__Your objective__
Return the entries below in full. Keep every word as it is.

__Data for the task__
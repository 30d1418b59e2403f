//! Documentation Generator
//!
//! Turns a `CodeSummary` into a draft Markdown document through the model
//! backend. Generation has no persistence side effects; saving is a separate
//! step.

pub mod render;

use chrono::Utc;
use tracing::{debug, info, instrument};

use crate::ai::{
    CancelToken, CompletionRequest, PromptTemplates, RetryPolicy, SharedBackend,
    strip_code_fences,
};
use crate::config::GenerationConfig;
use crate::linter::RequiredSection;
use crate::linter::builtin_sections;
use crate::types::{CodeSummary, DocForgeError, DraftDocument, Repository, Result, short_hash};

const SYSTEM_PROMPT: &str = "You write accurate developer documentation in GitHub-flavored \
     Markdown. Only describe what the provided code summary supports.";

pub struct DocGenerator {
    backend: SharedBackend,
    retry: RetryPolicy,
    config: GenerationConfig,
    sections: Vec<String>,
}

impl DocGenerator {
    pub fn new(backend: SharedBackend, retry: RetryPolicy, config: GenerationConfig) -> Self {
        Self {
            backend,
            retry,
            config,
            sections: builtin_sections().into_iter().map(|s| s.name).collect(),
        }
    }

    /// Ask for the sections the linter will require
    pub fn with_required_sections(mut self, sections: &[RequiredSection]) -> Self {
        self.sections = sections.iter().map(|s| s.name.clone()).collect();
        self
    }

    /// Generate a draft for `repository` from `summary`.
    ///
    /// An empty summary fails with `EmptyRepository` before any backend call.
    /// The draft's fingerprint is the summary's fingerprint.
    #[instrument(skip_all, fields(repository = %repository.id, units = summary.len()))]
    pub async fn generate(
        &self,
        repository: &Repository,
        summary: &CodeSummary,
        cancel: &CancelToken,
    ) -> Result<DraftDocument> {
        if summary.is_empty() {
            return Err(DocForgeError::EmptyRepository {
                repository: repository.id.to_string(),
            });
        }

        let fingerprint = summary.fingerprint();
        let request =
            CompletionRequest::new(self.build_prompt(repository, summary)).with_system(SYSTEM_PROMPT);

        debug!(
            backend = self.backend.name(),
            model = self.backend.model(),
            fingerprint = short_hash(&fingerprint),
            prompt_chars = request.prompt.len(),
            "Requesting documentation"
        );

        let completion = cancel
            .run(
                "generate documentation",
                self.retry.complete(self.backend.as_ref(), &request),
            )
            .await?;

        let body = strip_code_fences(&completion.text);
        if body.is_empty() {
            return Err(DocForgeError::model(
                self.backend.model(),
                "backend returned an empty document",
            ));
        }

        let text = render::normalize(body, &repository.id, summary);
        info!(
            chars = text.len(),
            output_tokens = completion.usage.output_tokens,
            elapsed_ms = completion.timing.total_ms,
            "Draft generated"
        );

        Ok(DraftDocument::new(
            repository.id.clone(),
            text,
            Utc::now(),
            fingerprint,
        ))
    }

    fn build_prompt(&self, repository: &Repository, summary: &CodeSummary) -> String {
        let entry_points: Vec<&str> = summary.entry_points().map(|u| u.path.as_str()).collect();
        let entry_points = if entry_points.is_empty() {
            "None detected".to_string()
        } else {
            entry_points.join(", ")
        };

        let limit = self.config.max_prompt_units;
        let mut units: Vec<String> = summary
            .units
            .iter()
            .take(limit)
            .map(|unit| {
                let exports: Vec<&str> = unit.exports().collect();
                if exports.is_empty() {
                    format!("- {}", unit.path)
                } else {
                    format!("- {}: {}", unit.path, exports.join(", "))
                }
            })
            .collect();
        if summary.len() > limit {
            units.push(format!("- ... and {} more files", summary.len() - limit));
        }

        let endpoints: Vec<String> = summary
            .units
            .iter()
            .flat_map(|unit| unit.endpoints().map(move |e| format!("- {} ({})", e, unit.path)))
            .collect();
        let endpoints = if endpoints.is_empty() {
            "None detected".to_string()
        } else {
            endpoints.join("\n")
        };

        let title_rule = format!(
            "Start with the title '{}'",
            render::title_for(&repository.id)
        );
        let sections_rule = format!(
            "Include these level-2 sections in this order: {}",
            self.sections.join(", ")
        );
        let mut rules = vec![
            title_rule.as_str(),
            sections_rule.as_str(),
            "Give the Overview at least three sentences of prose",
            "Output Markdown only, without wrapping it in a code fence",
        ];
        if summary.has_endpoints() {
            rules.push("Add an '## Endpoints' section with a subsection per endpoint listed above");
        }
        if let Some(extra) = &self.config.instructions {
            rules.push(extra.as_str());
        }

        PromptTemplates::documentation(repository.id.as_str())
            .context_item("Repository", repository.id.as_str())
            .context_item("Default branch", &repository.default_branch)
            .context_item("Source files", &summary.len().to_string())
            .context_item("Entry points", &entry_points)
            .section("Source files and exported symbols", &units.join("\n"))
            .section("HTTP endpoints", &endpoints)
            .rules(rules)
            .build()
    }
}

__Response to the exercise__
repository 30d1418b59e2403f
//! Documentation Generator
//!
//! Turns a `CodeSummary` into a draft Markdown document through the model
//! backend. Generation has no persistence side effects; saving is a separate
//! step.

pub mod render;

use chrono::Utc;
use tracing::{debug, info, instrument};

use crate::ai::{
    CancelToken, CompletionRequest, PromptTemplates, RetryPolicy, SharedBackend,
    strip_code_fences,
};
use crate::config::GenerationConfig;
use crate::linter::RequiredSection;
use crate::linter::builtin_sections;
use crate::types::{CodeSummary, DocForgeError, DraftDocument, Repository, Result, short_hash};

const SYSTEM_PROMPT: &str = "You write accurate developer documentation in GitHub-flavored \
     Markdown. Only describe what the provided code summary supports.";

pub struct DocGenerator {
    backend: SharedBackend,
    retry: RetryPolicy,
    config: GenerationConfig,
    sections: Vec<String>,
}

impl DocGenerator {
    pub fn new(backend: SharedBackend, retry: RetryPolicy, config: GenerationConfig) -> Self {
        Self {
            backend,
            retry,
            config,
            sections: builtin_sections().into_iter().map(|s| s.name).collect(),
        }
    }

    /// Ask for the sections the linter will require
    pub fn with_required_sections(mut self, sections: &[RequiredSection]) -> Self {
        self.sections = sections.iter().map(|s| s.name.clone()).collect();
        self
    }

    /// Generate a draft for `repository` from `summary`.
    ///
    /// An empty summary fails with `EmptyRepository` before any backend call.
    /// The draft's fingerprint is the summary's fingerprint.
    #[instrument(skip_all, fields(repository = %repository.id, units = summary.len()))]
    pub async fn generate(
        &self,
        repository: &Repository,
        summary: &CodeSummary,
        cancel: &CancelToken,
    ) -> Result<DraftDocument> {
        if summary.is_empty() {
            return Err(DocForgeError::EmptyRepository {
                repository: repository.id.to_string(),
            });
        }

        let fingerprint = summary.fingerprint();
        let request =
            CompletionRequest::new(self.build_prompt(repository, summary)).with_system(SYSTEM_PROMPT);

        debug!(
            backend = self.backend.name(),
            model = self.backend.model(),
            fingerprint = short_hash(&fingerprint),
            prompt_chars = request.prompt.len(),
            "Requesting documentation"
        );

        let completion = cancel
            .run(
                "generate documentation",
                self.retry.complete(self.backend.as_ref(), &request),
            )
            .await?;

        let body = strip_code_fences(&completion.text);
        if body.is_empty() {
            return Err(DocForgeError::model(
                self.backend.model(),
                "backend returned an empty document",
            ));
        }

        let text = render::normalize(body, &repository.id, summary);
        info!(
            chars = text.len(),
            output_tokens = completion.usage.output_tokens,
            elapsed_ms = completion.timing.total_ms,
            "Draft generated"
        );

        Ok(DraftDocument::new(
            repository.id.clone(),
            text,
            Utc::now(),
            fingerprint,
        ))
    }

    fn build_prompt(&self, repository: &Repository, summary: &CodeSummary) -> String {
        let entry_points: Vec<&str> = summary.entry_points().map(|u| u.path.as_str()).collect();
        let entry_points = if entry_points.is_empty() {
            "None detected".to_string()
        } else {
            entry_points.join(", ")
        };

        let limit = self.config.max_prompt_units;
        let mut units: Vec<String> = summary
            .units
            .iter()
            .take(limit)
            .map(|unit| {
                let exports: Vec<&str> = unit.exports().collect();
                if exports.is_empty() {
                    format!("- {}", unit.path)
                } else {
                    format!("- {}: {}", unit.path, exports.join(", "))
                }
            })
            .collect();
        if summary.len() > limit {
            units.push(format!("- ... and {} more files", summary.len() - limit));
        }

        let endpoints: Vec<String> = summary
            .units
            .iter()
            .flat_map(|unit| unit.endpoints().map(move |e| format!("- {} ({})", e, unit.path)))
            .collect();
        let endpoints = if endpoints.is_empty() {
            "None detected".to_string()
        } else {
            endpoints.join("\n")
        };

        let title_rule = format!(
            "Start with the title '{}'",
            render::title_for(&repository.id)
        );
        let sections_rule = format!(
            "Include these level-2 sections in this order: {}",
            self.sections.join(", ")
        );
        let mut rules = vec![
            title_rule.as_str(),
            sections_rule.as_str(),
            "Give the Overview at least three sentences of prose",
            "Output Markdown only, without wrapping it in a code fence",
        ];
        if summary.has_endpoints() {
            rules.push("Add an '## Endpoints' section with a subsection per endpoint listed above");
        }
        if let Some(extra) = &self.config.instructions {
            rules.push(extra.as_str());
        }

        PromptTemplates::documentation(repository.id.as_str())
            .context_item("Repository", repository.id.as_str())
            .context_item("Default branch", &repository.default_branch)
            .context_item("Source files", &summary.len().to_string())
            .context_item("Entry points", &entry_points)
            .section("Source files and exported symbols", &units.join("\n"))
            .section("HTTP endpoints", &endpoints)
            .rules(rules)
            .build()
    }
}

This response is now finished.